As the cooler air of fall sets in, a lot of us are feeling a mixture of dread and relief over our strange and seemingly endless presidential campaign season.
We have only a couple of months to go before voters settle on either Hillary Clinton or Donald Trump. The dread comes from not knowing how much more intense things can get. The relief from knowing that on Election Day it will be over.
Guess what? The stock market doesn’t care a whit.
Yes, there is data to suggest a correlation between a rising stock market and an incumbent party win. Yet often we switch after two terms of a one party in the White House.
Correlation does not equal cause. Plus, there are exceptions along the way. If you go in big on a contrarian election-year bet and an exception occurs, you will lose money.
Thanks to the Internet, it’s alarmingly easy to shop data for the answer you want, whatever your party or political persuasion. It’s also a great way to dump boatloads of your retirement money by investing on the strength of comforting but erroneous conclusions.

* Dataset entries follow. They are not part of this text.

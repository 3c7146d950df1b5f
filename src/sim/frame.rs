//! Per-frame game loop
//!
//! Advances a session by one host frame with a clamped variable timestep.

use super::player::Manipulation;
use super::tutorial::{TriggerContext, TutorialEvent};
use super::{BlockUid, GamePhase, GameSession, commit_matches};
use crate::physics::PhysicsWorld;

/// Input for a single frame
#[derive(Debug, Clone, Copy, Default, PartialEq, Eq)]
pub struct FrameInput {
    pub left: bool,
    pub right: bool,
    /// Jump
    pub up: bool,
    /// Grab or release (space)
    pub manipulate: bool,
}

/// What happened during a frame
#[derive(Debug, Clone, Default, PartialEq)]
pub struct FrameReport {
    pub phase: GamePhase,
    /// Physics step taken, if any
    pub dt: Option<f32>,
    pub manipulation: Option<Manipulation>,
    pub jumped: bool,
    /// Guides filled this frame
    pub filled: usize,
    pub fired: Option<BlockUid>,
    pub tutorial: Option<TutorialEvent>,
}

impl<W: PhysicsWorld> GameSession<W> {
    /// Run one frame at host clock `now` (seconds).
    ///
    /// Once the phase has left `Running` this does nothing and keeps
    /// reporting the final phase.
    pub fn frame(&mut self, input: &FrameInput, now: f64) -> FrameReport {
        if self.phase.is_over() {
            return FrameReport {
                phase: self.phase,
                ..Default::default()
            };
        }
        let mut report = FrameReport::default();

        self.player.steer(
            &mut self.world,
            &mut self.play,
            &self.tuning,
            input.left,
            input.right,
        );
        report.manipulation = self.player.manipulate(
            &mut self.world,
            &mut self.play,
            &self.catalog,
            &self.tuning,
            input.manipulate,
        );
        report.jumped = self
            .player
            .jump_and_walk(&mut self.world, &self.play, &self.tuning, input.up);

        // No step on the first frame; afterwards at most `max_step`
        if let Some(last) = self.last_update {
            let dt = ((now - last) as f32).min(self.tuning.max_step);
            if dt > 0.0 {
                self.world.step(dt, &mut self.play);
                report.dt = Some(dt);
            }
        }
        self.last_update = Some(now);

        let commit = commit_matches(&mut self.world, &mut self.play);
        report.filled = commit.committed.len();
        if commit.level_complete {
            if let Some(timer) = &mut self.timer {
                timer.stop();
            }
            self.set_phase(GamePhase::Won);
        }

        if let Some(cannon) = &mut self.cannon {
            report.fired = cannon.advance(
                &mut self.world,
                &mut self.play,
                &self.catalog,
                &self.tuning,
                &mut self.rng,
                now,
            );
        }

        let expired = self.timer.as_mut().is_some_and(|t| t.poll(now));
        if expired && !self.phase.is_over() {
            self.set_phase(GamePhase::Lost);
        }

        let ctx = TriggerContext {
            remaining_guides: self.play.remaining_guides,
            holding: self.play.held.is_some(),
            elapsed_seconds: self.elapsed_seconds(now),
        };
        report.tutorial = self.tutorial.advance(&ctx);

        report.phase = self.phase;
        report
    }

    fn set_phase(&mut self, phase: GamePhase) {
        if self.phase != phase {
            log::info!("Level '{}': {:?} -> {:?}", self.level.name, self.phase, phase);
            self.phase = phase;
        }
    }
}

Remember, the risk to your retirement is not volatility, the up and down movement of the stock market. The risk is acting on volatility. Emotionally driven investing is a sure money-loser and the main reason individual investors fail in the long run.
I do expect volatility up until Election Day, and after it, too. Whoever wins, we are likely to have a divided government. Meanwhile, our challenges and opportunities as a country and as an economy won’t change much.
People in both parties seem to believe a new president develops extraordinary powers once in office. They forget that our founding fathers made sure that isn’t possible, irrespective of party, ideology or personality, thanks to checks and balances.
We’ll have a different Congress, but not that much different. Lacking policy direction, the Federal Reserve will continue to carry the ball.
Meanwhile, your personal party affiliation could not matter less. Unless you’re one of the many wags talking up Canada as a new home, you will have to deal with whatever comes next.
Stock market drivers
The simple solution is portfolio investing. No change in the presidency will deter the stock market from doing what it does. In fact, our long record of smooth transfers of political power nullifies the personalities we think matter.
Remember Brexit, the United Kingdom plan to abruptly leave the European Union thanks to a referendum? Remember how investors panicked about their foreign investments as the vote neared?
Brexit won, but nothing happened, and it’s likely that nothing will for months or years to come. Real political change is slow. Checks and balances.
The U.S. presidential election is a non-event for your retirement investments — unless you make it into one through your own overreaction. As usual, the biggest risk to your retirement is our human propensity to market time, to attempt to get ahead of outcomes we cannot predict.
Own a portfolio that is risk-adjusted to your life, your goals and your emotional state. The country will take care of itself, as it always has, and admirably so.